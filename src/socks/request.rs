//! SOCKS5 request handling
//!
//! Parses the post-authentication request, dials the target for CONNECT
//! and hands the connection pair to the relay.

use super::codec;
use super::consts::{SOCKS5_ATYP_IPV6, SOCKS5_CMD_BIND};
use super::relay::relay;
use super::types::{SocksCommand, TargetAddr};
use crate::config::ServerConfig;
use crate::error::{ReplyCode, Result, Socks5Error};
use std::io;
use std::time::Duration;
use tokio::io::{AsyncRead, AsyncWrite};
use tokio::net::TcpStream;
use tokio::time::timeout;
use tracing::{debug, info, warn};

/// Parse and service one client request on an authenticated connection.
///
/// IPv6 targets are parsed but refused with an address-type reply; dialing
/// is IPv4/domain only. UDP ASSOCIATE is accepted without a relay. Every
/// other command besides CONNECT gets a command-not-supported reply.
pub async fn handle_request<S>(mut stream: S, config: &ServerConfig) -> Result<()>
where
    S: AsyncRead + AsyncWrite + Unpin + Send + 'static,
{
    let (command, target) = codec::read_request(&mut stream).await?;
    debug!("{} request for {}", command, target);

    if target.is_ipv6() {
        codec::write_reply(&mut stream, ReplyCode::AddressTypeNotSupported, None).await?;
        return Err(Socks5Error::AddressTypeNotSupported(SOCKS5_ATYP_IPV6).into());
    }

    match command {
        SocksCommand::Connect => handle_connect(stream, target, config).await,
        SocksCommand::UdpAssociate => {
            // Accepted without a datagram relay; the connection just ends.
            debug!("UDP ASSOCIATE accepted, no relay");
            Ok(())
        }
        SocksCommand::Bind => {
            warn!("BIND command not supported");
            codec::write_reply(&mut stream, ReplyCode::CommandNotSupported, None).await?;
            Err(Socks5Error::CommandNotSupported(SOCKS5_CMD_BIND).into())
        }
    }
}

/// Dial the target, reply, and relay.
async fn handle_connect<S>(mut stream: S, target: TargetAddr, config: &ServerConfig) -> Result<()>
where
    S: AsyncRead + AsyncWrite + Unpin + Send + 'static,
{
    let dial_timeout = Duration::from_secs(config.tcp_timeout);

    let dial = async {
        match &target {
            TargetAddr::Ip(addr) => TcpStream::connect(addr).await,
            TargetAddr::Domain(host, port) => TcpStream::connect((host.as_str(), *port)).await,
        }
    };

    let target_stream = match timeout(dial_timeout, dial).await {
        Ok(Ok(conn)) => conn,
        Ok(Err(e)) => {
            warn!("dialing {} failed: {}", target, e);
            codec::write_reply(&mut stream, ReplyCode::HostUnreachable, None).await?;
            return Err(e.into());
        }
        Err(_) => {
            warn!("dialing {} timed out", target);
            codec::write_reply(&mut stream, ReplyCode::HostUnreachable, None).await?;
            return Err(io::Error::from(io::ErrorKind::TimedOut).into());
        }
    };

    // The reply carries the local endpoint of the socket just opened toward
    // the target, not the target's own address.
    let local_addr = target_stream.local_addr()?;
    codec::write_reply(&mut stream, ReplyCode::Succeeded, Some(local_addr)).await?;

    info!("tunnel established to {}", target);

    relay(stream, target_stream).await?;
    Ok(())
}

[Try it] Reproduce all of the entries word for word. Omit nothing.

[Response to this task]
filename src/socks/request.rs
//! SOCKS5 request handling
//!
//! Parses the post-authentication request, dials the target for CONNECT
//! and hands the connection pair to the relay.

use super::codec;
use super::consts::{SOCKS5_ATYP_IPV6, SOCKS5_CMD_BIND};
use super::relay::relay;
use super::types::{SocksCommand, TargetAddr};
use crate::config::ServerConfig;
use crate::error::{ReplyCode, Result, Socks5Error};
use std::io;
use std::time::Duration;
use tokio::io::{AsyncRead, AsyncWrite};
use tokio::net::TcpStream;
use tokio::time::timeout;
use tracing::{debug, info, warn};

/// Parse and service one client request on an authenticated connection.
///
/// IPv6 targets are parsed but refused with an address-type reply; dialing
/// is IPv4/domain only. UDP ASSOCIATE is accepted without a relay. Every
/// other command besides CONNECT gets a command-not-supported reply.
pub async fn handle_request<S>(mut stream: S, config: &ServerConfig) -> Result<()>
where
    S: AsyncRead + AsyncWrite + Unpin + Send + 'static,
{
    let (command, target) = codec::read_request(&mut stream).await?;
    debug!("{} request for {}", command, target);

    if target.is_ipv6() {
        codec::write_reply(&mut stream, ReplyCode::AddressTypeNotSupported, None).await?;
        return Err(Socks5Error::AddressTypeNotSupported(SOCKS5_ATYP_IPV6).into());
    }

    match command {
        SocksCommand::Connect => handle_connect(stream, target, config).await,
        SocksCommand::UdpAssociate => {
            // Accepted without a datagram relay; the connection just ends.
            debug!("UDP ASSOCIATE accepted, no relay");
            Ok(())
        }
        SocksCommand::Bind => {
            warn!("BIND command not supported");
            codec::write_reply(&mut stream, ReplyCode::CommandNotSupported, None).await?;
            Err(Socks5Error::CommandNotSupported(SOCKS5_CMD_BIND).into())
        }
    }
}

/// Dial the target, reply, and relay.
async fn handle_connect<S>(mut stream: S, target: TargetAddr, config: &ServerConfig) -> Result<()>
where
    S: AsyncRead + AsyncWrite + Unpin + Send + 'static,
{
    let dial_timeout = Duration::from_secs(config.tcp_timeout);

    let dial = async {
        match &target {
            TargetAddr::Ip(addr) => TcpStream::connect(addr).await,
            TargetAddr::Domain(host, port) => TcpStream::connect((host.as_str(), *port)).await,
        }
    };

    let target_stream = match timeout(dial_timeout, dial).await {
        Ok(Ok(conn)) => conn,
        Ok(Err(e)) => {
            warn!("dialing {} failed: {}", target, e);
            codec::write_reply(&mut stream, ReplyCode::HostUnreachable, None).await?;
            return Err(e.into());
        }
        Err(_) => {
            warn!("dialing {} timed out", target);
            codec::write_reply(&mut stream, ReplyCode::HostUnreachable, None).await?;
            return Err(io::Error::from(io::ErrorKind::TimedOut).into());
        }
    };

    // The reply carries the local endpoint of the socket just opened toward
    // the target, not the target's own address.
    let local_addr = target_stream.local_addr()?;
    codec::write_reply(&mut stream, ReplyCode::Succeeded, Some(local_addr)).await?;

    info!("tunnel established to {}", target);

    relay(stream, target_stream).await?;
    Ok(())
}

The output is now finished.